# Skiing for the Quiver Challenged



## hammer (Dec 19, 2007)

With all of the talk about purchasing different types of skis, I was wondering who out there is still working with old(er) skis and if they feel that it has held them back or not.

With a family and 2 growing kids to get equipment for and keep updated, I've had to stick with the skis I first purchased several years ago...Atomic C8s. They have a narrow waist (in the mid 60s) and somewhat soft, which is fine for an intermediate crusing on groomers but according to all that I've read they would not be good for much else.

I did have the chance to demo some skis last season and, while I enjoyed the experience of trying something new, in all honesty I can't remember any more how much they really made a difference in my skiing.

I took care of getting properly-fitted boots last season so I'm set there...just don't have the funds at this point to get new skis.

If I have the opportunity to go out on a "low powder" day (which I may do on Friday), will it really make that much of a difference if I'm on my groomer skis?


----------



## campgottagopee (Dec 19, 2007)

hammer said:


> With all of the talk about purchasing different types of skis, I was wondering who out there is still working with old(er) skis and if they feel that it has held them back or not.
> 
> With a family and 2 growing kids to get equipment for and keep updated, I've had to stick with the skis I first purchased several years ago...Atomic C8s.

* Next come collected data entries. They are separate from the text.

use std::path::PathBuf;

use aidscan::core::{fill_percent, is_inside, is_large_enough, Rect};
use aidscan::replay::replay_config_file;
use clap::{Parser, Subcommand};
use log::{info, warn, LevelFilter};

#[derive(Parser, Debug)]
#[command(name = "aidscan", version, about = "Barcode scan stabilization tools")]
struct Cli {
    #[command(subcommand)]
    command: Command,
}

#[derive(Subcommand, Debug)]
enum Command {
    /// Replay a recorded frame log and write a JSON report.
    Replay {
        /// Replay config (JSON).
        config: PathBuf,
        /// Report path; overrides `output_path` from the config.
        #[arg(long)]
        output: Option<PathBuf>,
        /// Log level (off, error, warn, info, debug, trace); `RUST_LOG` wins when set.
        #[arg(long, default_value = "info")]
        log_level: LevelFilter,
    },
    /// Check a single box against the scanner box.
    CheckBox {
        /// Scanner box as `left,top,right,bottom`.
        #[arg(long, value_parser = parse_rect, allow_hyphen_values = true)]
        region: Rect,
        /// Detected box as `left,top,right,bottom`.
        #[arg(long = "box", value_parser = parse_rect, allow_hyphen_values = true)]
        bbox: Rect,
    },
}

fn parse_rect(s: &str) -> Result<Rect, String> {
    let values = s
        .split(',')
        .map(|v| v.trim().parse::<f32>().map_err(|e| format!("{v:?}: {e}")))
        .collect::<Result<Vec<_>, _>>()?;
    match values.as_slice() {
        [l, t, r, b] => Ok(Rect::new(*l, *t, *r, *b)),
        _ => Err(format!(
            "expected 4 comma-separated values, got {}",
            values.len()
        )),
    }
}

fn main() -> Result<(), Box<dyn std::error::Error>> {
    let cli = Cli::parse();
    match cli.command {
        Command::Replay {
            config,
            output,
            log_level,
        } => {
            aidscan::logging::init(log_level)?;
            run_replay(config, output)
        }
        Command::CheckBox { region, bbox } => {
            check_box(&region, &bbox);
            Ok(())
        }
    }
}

#[cfg_attr(feature = "tracing", tracing::instrument(level = "info"))]
fn run_replay(
    config: PathBuf,
    output: Option<PathBuf>,
) -> Result<(), Box<dyn std::error::Error>> {
    let (cfg, report) = replay_config_file(&config)?;
    if report.scans.is_empty() {
        warn!("no stable scan in {} frames", report.num_frames);
    }
    for scan in &report.scans {
        println!(
            "frame {}: {}",
            scan.frame,
            scan.payload.as_deref().unwrap_or("<unreadable>")
        );
    }

    let out_path = output.unwrap_or_else(|| cfg.output_path());
    report.write_json(&out_path)?;
    info!("wrote report JSON to {}", out_path.display());
    Ok(())
}

fn check_box(region: &Rect, bbox: &Rect) {
    let (width, height) = fill_percent(region, bbox);
    println!("inside: {}", is_inside(region, bbox));
    println!("large_enough: {}", is_large_enough(region, bbox));
    println!("fill: width {width:.3}% height {height:.3}%");
}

They have a narrow waist (in the mid 60s) and somewhat soft, which is fine for an intermediate crusing on groomers but according to all that I've read they would not be good for much else.
> 
> ...



To answer your question, no it wont REALLY make that much diff because it really boils down to just having fun and you can do that on ANY ski. But, that being said, the newer skis are simply easier to have FUN. What i mean is IMO it doesn't take nearly the effort on the newer skis to turn, carve, ski crud, powder etc. I still take out some of my older skis from time to time just to remind me how much work skiing used to be.


----------



## millerm277 (Dec 19, 2007)

I skied on a set of Atomic C6's last year in both the V-day and St. Patrick's day storms...and I still had a great time. I can't really compare to actual powder skis, as I've never been on them, but it wasn't too difficult, and I didn't feel that it held me back very much.


----------



## billski (Dec 19, 2007)

I don't think the new snow will be deep enough (unless it's over about 10" or so) to really feel the effect of a fatter ski.  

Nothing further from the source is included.